In the middle of his post he wrote: “After 10 or 15 more ‘Regards’ of varying magnitudes, I could take no more. I finally realized the ridiculousness of spending even one second thinking about the totally unnecessary words that we tack on to the end of emails. And I came to the following conclusion: It’s time to eliminate email signoffs completely. Henceforth, I do not want—nay, I will not accept—any manner of regards. Nor will I offer any. And I urge you to do the same.” [The bold is mine.]

I empathize with the discomfort involved with writing on a smartphone or tablet but there’s no excuse about typing another word or two on a computer using a standard keyboard. In any case, his point is not about comfort on a tiny or slippery keyboard but about the time it takes to think of the appropriate signoff. [This from a writer?]
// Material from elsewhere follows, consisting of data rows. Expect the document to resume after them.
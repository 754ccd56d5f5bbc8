//! Build-time diagnostic collection: this is the crate's logging layer
//! (SPEC_FULL.md §9), grounded on the teacher's `Journal`/`Report`
//! listener-based reporting rather than an external `log`/`tracing`
//! dependency.

use super::codes::{BuildCode, Severity};
use crate::types::SourceSpan;

/// A single diagnostic raised during a build (spec §4.H).
#[derive(Clone, Debug, serde::Serialize, serde::Deserialize)]
pub struct Diagnostic {
  pub code: BuildCode,
  pub severity: Severity,
  pub location: SourceSpan,
  pub message: String,
}

impl Diagnostic {
  pub fn new(code: BuildCode, location: SourceSpan, message: impl Into<String>) -> Self {
    Self { code, severity: code.default_severity(), location, message: message.into() }
  }
}

impl std::fmt::Display for Diagnostic {
  fn fmt(&self, f: &mut std::fmt::Formatter<'_>) -> std::fmt::Result {
    write!(f, "[{:?} {}] {}", self.severity, self.code, self.message)?;
    if !self.location.is_empty() {
      write!(f, " (at {}..{})", self.location.start, self.location.end)?;
    }
    Ok(())
  }
}

/// An embedder hook receiving diagnostics synchronously as they are raised,
/// matching the teacher's listener-based reporting rather than buffering
/// everything until the build completes.
pub trait DiagnosticListener {
  fn on_diagnostic(&mut self, diagnostic: &Diagnostic);
}

/// Default listener: just appends to a `Vec`. Most embedders only need the
/// final list, returned from [`Journal::into_diagnostics`].
#[derive(Default)]
pub struct CollectingListener {
  pub diagnostics: Vec<Diagnostic>,
}

impl DiagnosticListener for CollectingListener {
  fn on_diagnostic(&mut self, diagnostic: &Diagnostic) {
    self.diagnostics.push(diagnostic.clone());
  }
}

/// Accumulates diagnostics for a single build and forwards each one to an
/// optional listener as it is raised.
pub struct Journal {
  diagnostics: Vec<Diagnostic>,
  listener: Option<Box<dyn DiagnosticListener>>,
  /// Tracks which `(state, code)` pairs have already emitted a
  /// once-per-state conflict diagnostic (spec §4.D Open Question,
  /// resolved to once-per-state; see SPEC_FULL.md §9).
  seen_once_per_state: OrderedSet<(u32, BuildCode)>,
}

use crate::types::OrderedSet;

impl Default for Journal {
  fn default() -> Self {
    Self { diagnostics: Vec::new(), listener: None, seen_once_per_state: OrderedSet::new() }
  }
}

impl Journal {
  pub fn new() -> Self {
    Self::default()
  }

  pub fn with_listener(listener: impl DiagnosticListener + 'static) -> Self {
    Self { diagnostics: Vec::new(), listener: Some(Box::new(listener)), seen_once_per_state: OrderedSet::new() }
  }

  pub fn report(&mut self, diagnostic: Diagnostic) {
    if let Some(listener) = self.listener.as_mut() {
      listener.on_diagnostic(&diagnostic);
    }
    self.diagnostics.push(diagnostic);
  }

  /// Report a conflict-resolution diagnostic, collapsing repeats within the
  /// same LALR state down to a single emission when
  /// `once_per_state` is true.
  pub fn report_conflict_once_per_state(&mut self, state: u32, diagnostic: Diagnostic, once_per_state: bool) {
    if once_per_state {
      if !self.seen_once_per_state.insert((state, diagnostic.code)) {
        return;
      }
    }
    self.report(diagnostic);
  }

  pub fn diagnostics(&self) -> &[Diagnostic] {
    &self.diagnostics
  }

  pub fn errors(&self) -> impl Iterator<Item = &Diagnostic> {
    self.diagnostics.iter().filter(|d| d.severity == Severity::Error)
  }

  pub fn warnings(&self) -> impl Iterator<Item = &Diagnostic> {
    self.diagnostics.iter().filter(|d| d.severity == Severity::Warning)
  }

  pub fn infos(&self) -> impl Iterator<Item = &Diagnostic> {
    self.diagnostics.iter().filter(|d| d.severity == Severity::Info)
  }

  pub fn has_blocking_errors(&self) -> bool {
    self.errors().next().is_some()
  }

  pub fn into_diagnostics(self) -> Vec<Diagnostic> {
    self.diagnostics
  }

  /// Render every diagnostic as a JSON Lines string (one object per line),
  /// for embedders that want a machine-readable build log (SPEC_FULL.md
  /// §9 ambient-stack note).
  pub fn to_json_lines(&self) -> String {
    let mut out = String::new();
    for diagnostic in &self.diagnostics {
      if let Ok(line) = serde_json::to_string(diagnostic) {
        out.push_str(&line);
        out.push('\n');
      }
    }
    out
  }

  /// Merge diagnostics gathered by independent parallel build tasks
  /// (SPEC_FULL.md §5) back into this journal in a fixed order, so
  /// parallelism never changes the emitted diagnostic sequence.
  pub fn merge_ordered(&mut self, mut batches: Vec<(u32, Vec<Diagnostic>)>) {
    batches.sort_by_key(|(order, _)| *order);
    for (_, batch) in batches {
      for diagnostic in batch {
        self.report(diagnostic);
      }
    }
  }
}

#[cfg(test)]
mod test {
  use super::*;
  use crate::types::SourceSpan;

  #[test]
  fn once_per_state_collapses_repeats() {
    let mut journal = Journal::new();
    for _ in 0..5 {
      journal.report_conflict_once_per_state(
        3,
        Diagnostic::new(BuildCode::ShiftReduceResolved, SourceSpan::empty(), "shift wins"),
        true,
      );
    }
    assert_eq!(journal.diagnostics().len(), 1);
  }

  #[test]
  fn once_per_occurrence_keeps_every_emission() {
    let mut journal = Journal::new();
    for _ in 0..5 {
      journal.report_conflict_once_per_state(
        3,
        Diagnostic::new(BuildCode::ShiftReduceResolved, SourceSpan::empty(), "shift wins"),
        false,
      );
    }
    assert_eq!(journal.diagnostics().len(), 5);
  }
}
If Madady wrote this post to up the readership of Slate.com he succeeded. I heard about his nixing “Fondly,” “Love,” “Sincerely” or “See you soon” on a radio program where the host, John Gambling, thought his assertion was atrocious.

Another hint that Madady was looking at shining the spotlight on himself and Slate rather than to eradicate signoffs is that it’s so easy to add a generic one to a signature template–he’d never have to write another one again. Time? Not much. If that signoff is too cute and cheery when acknowledging news of illness or death–delete it. Time? Not much.

In any case, I hope he’s not serious. Courtesy is worth the time and distinguishes considerate humans from boors. How much more of a hatchet to civility will we tolerate and accept?